What Google’s HTTP Security Warnings Mean for Your Lead Generation

Why You Must Adopt HTTPS Before July 2018

Popular web browsers such as Chrome, Firefox, and Internet Explorer/Edge have been pushing Not Secure information for websites using the old HTTP protocol and signaling security for those using the more secure HTTPS.

Google has announced they are going further, starting this July when ALL sites using the old HTTP protocol will be marked as Not Secure.

There is an obvious impact on lead generation when Google is telling your prospects they are inputting their information on a website that is “Not Secure”.

The fix is cheap, simple, and can be quickly applied: move to HTTPS, but let’s give you some context.

Open a web browser and put in the web address of any site you care to think of – here’s ours:

Firefox browser
Chrome browser

The green lock icon means our website is protected by HTTPS – a security protocol added to the transfer of data as the information needed to display a webpage is sent between your computer and the server where the website is hosted.

When viewed in Chrome, it actually says, ‘Secure’ too which is useful for establishing trust with your web visitors.

Many businesses have already adopted this security protocol, intended to make web visitors safer from malicious activity (note: safer not safe!).

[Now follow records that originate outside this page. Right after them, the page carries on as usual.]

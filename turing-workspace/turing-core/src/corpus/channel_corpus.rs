// turing-core/src/corpus/channel_corpus.rs
use rand::Rng;
use std::collections::BTreeMap;

use super::markov::MarkovChain;
use super::normalize::{normalize, word_count};

/// Learned text for one channel: normalized lines, the chain trained on them,
/// and how often each sentence length (in words) occurred.
#[derive(Debug, Clone)]
pub struct Corpus {
    raw_messages: Vec<String>,
    model: MarkovChain,
    lengths: BTreeMap<usize, u32>,
}

impl Corpus {
    pub fn new(order: usize) -> Self {
        Self {
            raw_messages: Vec::new(),
            model: MarkovChain::new(order),
            lengths: BTreeMap::new(),
        }
    }

    /// Build from stored message contents in one pass.
    pub fn from_messages<I, S>(order: usize, messages: I) -> Self
    where
        I: IntoIterator<Item = S>,
        S: AsRef<str>,
    {
        let mut corpus = Self::new(order);
        for m in messages {
            corpus.add(m.as_ref());
        }
        corpus
    }

    /// Normalize and learn one message. Returns `false` if nothing was left
    /// after normalization.
    pub fn add(&mut self, text: &str) -> bool {
        let line = normalize(text);
        if line.is_empty() {
            return false;
        }
        let words = word_count(&line);
        self.model.absorb(&line);
        *self.lengths.entry(words).or_insert(0) += 1;
        self.raw_messages.push(line);
        true
    }

    pub fn is_empty(&self) -> bool {
        self.raw_messages.is_empty()
    }

    pub fn len(&self) -> usize {
        self.raw_messages.len()
    }

    pub fn raw_messages(&self) -> &[String] {
        &self.raw_messages
    }

    pub fn model(&self) -> &MarkovChain {
        &self.model
    }

    pub fn lengths(&self) -> &BTreeMap<usize, u32> {
        &self.lengths
    }

    /// Shortest and longest learned sentence, in words.
    pub fn length_bounds(&self) -> Option<(usize, usize)> {
        let min = *self.lengths.keys().next()?;
        let max = *self.lengths.keys().next_back()?;
        Some((min, max))
    }

    pub fn generate<R: Rng + ?Sized>(&self, rng: &mut R, attempts: usize) -> Option<String> {
        let (min, max) = self.length_bounds()?;
        self.model.sample(rng, min, max, attempts)
    }
}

However, many websites are still using the older HTTP protocol (note: no ‘S’) and from July 2018 whenever a user visits a non-secure HTTPS website using the Chrome web browser, they are going to be given a red warning – “Not secure”:

Google is turning up the heat on website owners to move to the HTTPS protocol and is motivating webmasters to make the switch. The release of Chrome 70 next October will also include a red warning icon being displayed whenever a visitor tries to input information, e.g. on a Contact or Lead form:

How chrome treats http pages
Credit: Chromium Blog

Migrating to HTTPS – the Good News

Adopting HTTPS is not technically difficult nor expensive – you will need an SSL certificate, which generates the security protocol when data is transferred, and making the switch is pretty straight forward.

Cost, time, or resources are not the issue to making the change, and there are benefits to making the switch, such as enhanced performance, more security for your visitors and customers, and you may gain an SEO boost too because Google does favor HTTPS over HTTP (though this is pretty small at this time).

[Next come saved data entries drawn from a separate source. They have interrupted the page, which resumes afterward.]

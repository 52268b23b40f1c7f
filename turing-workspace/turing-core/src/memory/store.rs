// turing-core/src/memory/store.rs
//! Durable-storage seam used by the commit path and by corpus rebuilds.

use async_trait::async_trait;
use chrono::{DateTime, SecondsFormat, Utc};

use crate::error::StoreError;
use crate::events::UserId;

/// Context string for user-id hashing. Changing it orphans every stored row.
const USER_HASH_CONTEXT: &str = "turing-core 2024-06 chat user id";

/// One-way, deterministic hash of a platform user id. Raw ids never reach
/// storage.
pub fn hash_user(user: &UserId) -> String {
    let mut hasher = blake3::Hasher::new_derive_key(USER_HASH_CONTEXT);
    hasher.update(user.as_str().as_bytes());
    hasher.finalize().to_hex().to_string()
}

/// Fixed-precision RFC 3339 so stored timestamps compare lexicographically.
pub fn ts(t: DateTime<Utc>) -> String {
    t.to_rfc3339_opts(SecondsFormat::Micros, true)
}

/// Inverse of [`ts`].
pub fn parse_ts(s: &str) -> Result<DateTime<Utc>, StoreError> {
    DateTime::parse_from_rfc3339(s)
        .map(|t| t.with_timezone(&Utc))
        .map_err(|e| StoreError::Corrupt(format!("timestamp `{s}`: {e}")))
}

#[derive(Debug, Clone, PartialEq, Eq)]
pub struct MessageRecord {
    pub channel: String,
    pub user_hash: String,
    pub message_id: String,
    /// Raw content as received; normalization happens on the corpus side.
    pub content: String,
    pub sent_at: DateTime<Utc>,
    /// Kept for audit only; never loaded into a corpus.
    pub excluded: bool,
}

#[derive(Debug, Clone, PartialEq, Eq)]
pub struct BanRecord {
    pub channel: String,
    pub user_hash: String,
    pub banned_at: DateTime<Utc>,
    /// Earliest message time the ban reaches back to; `None` = all history.
    pub covers_from: Option<DateTime<Utc>>,
    /// Expiry for timeouts, unban time for lifted bans.
    pub lifted_at: Option<DateTime<Utc>>,
}

impl BanRecord {
    /// Whether this ban, recorded no later than `now`, suppresses a message
    /// sent at `sent_at`.
    pub fn suppresses(&self, sent_at: DateTime<Utc>, now: DateTime<Utc>) -> bool {
        self.banned_at <= now
            && self.covers_from.map_or(true, |f| sent_at >= f)
            && self.lifted_at.map_or(true, |l| sent_at < l)
    }
}

#[async_trait]
pub trait MessageStore: Send + Sync {
    async fn insert_message(&self, record: &MessageRecord) -> Result<(), StoreError>;

    /// Mark an already-stored message as excluded. Returns whether a row
    /// was found.
    async fn exclude_message(&self, channel: &str, message_id: &str) -> Result<bool, StoreError>;

    async fn insert_ban(&self, ban: &BanRecord) -> Result<(), StoreError>;

    /// Every recorded ban across channels, lifted ones included.
    async fn select_bans(&self) -> Result<Vec<BanRecord>, StoreError>;

    /// Close open bans for a user at `at`. Returns the number of rows touched.
    async fn lift_bans(
        &self,
        channel: &str,
        user_hash: &str,
        at: DateTime<Utc>,
    ) -> Result<usize, StoreError>;

    /// Admissible message contents for `channel`, oldest first: not excluded
    /// at commit time and not covered by any ban recorded up to `now`.
    async fn select_messages(
        &self,
        channel: &str,
        now: DateTime<Utc>,
    ) -> Result<Vec<String>, StoreError>;

    async fn select_distinct_channels(&self) -> Result<Vec<String>, StoreError>;
}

The ‘gotcha’ is when you make the switch to HTTPS you are altering the URL structure – a URL is what you type into a browser to go to a website or page, e.g. www.gettysburg.edu.

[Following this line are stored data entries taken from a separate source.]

// turing-core/src/corpus/mod.rs
pub mod cache;
pub mod channel_corpus;
pub mod markov;
pub mod normalize;
pub mod weighted;

pub use cache::CorpusCache;
pub use channel_corpus::Corpus;
pub use markov::MarkovChain;
pub use normalize::normalize;
pub use weighted::WeightedGenerator;
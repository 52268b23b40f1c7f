//! Moderation-aware chat ingestion feeding per-channel Markov corpora.
//!
//! Chat events go through a delay queue, moderation is applied as it arrives,
//! and each admissible message is written and learned only after a grace
//! window in which a late ban or deletion can still cancel it.

pub mod commands;
pub mod config;
pub mod corpus;
pub mod error;
pub mod events;
pub mod memory;
pub mod services;

pub use commands::Turing;
pub use config::CoreConfig;
pub use error::{CacheError, GenerateError, StoreError};
pub use events::{EventEnvelope, EventKind, MessageId, Payload, UserId};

The full URL for Wellspring Search is actually:

https://wellspringsearch.com/                  (note: we haven’t used www. but if you do use it you still find us)

Under the old protocol it would have been:

http://wellspringsearch.com/                     (note: there is no ‘s’ after the http part and again we haven’t used www.)

In essence, you have four different website addresses (the HTTPS with both the www. and no www. URLS and then the same again for HTTP) but Google is pretty good at figuring out where to send your visitors and we can simply set up redirects to make sure everything goes to where it is supposed to go.

But there is an issue to be aware of with redirects – ensuring good user experience and preserving the SEO value of any backlinks to your web pages.

Redirects tell both your human visitors and search engine spiders where you have put old web pages. I’m not going to get technical here: redirects are the same as telling the US Postal Service where to forward your mail in real life.

While a human visitor may be able to find their way to the new HTTPS version, search engine spiders may not have such an easy time and any backlinks that have been built to your website will be using the old HTTP version of your page URLs so you may lose SEO benefit from losing ‘link juice’ too.

Making sure your old page is redirected to the new HTTPS version is crucial because if you don’t your page may lose SEO benefit, you’ll see a drop in rankings and that means less traffic and fewer leads and inquiries.

Adopting HTTPS is not a major task for most websites, nor does HTTPS come with a large price tag, so there is no financial or technical reason not to get it done, and the sooner the better!

Net-Net

July 2018: Google Chrome users will be told HTTP sites are ‘Not secure’.

October 2018: Google Chrome will also give a red warning when a visitor tries to input any information, such as filling in a contact form.

HTTPS is a security protocol for how data is transferred between your website and visitors – HTTP is the old, less secure version.

Increasingly, HTTPS is the standard and web browsers are ‘rewarding’ HTTPS sites with a Secure tag, but are moving to warn users they are Not Secure when visiting old, non-secure HTTP websites.

Adopting HTTPS is cheap, simple, and straight-forward for the vast majority of websites, though you must ensure you have appropriate redirects set up to ensure you do not lose SEO benefit or affect human visitors.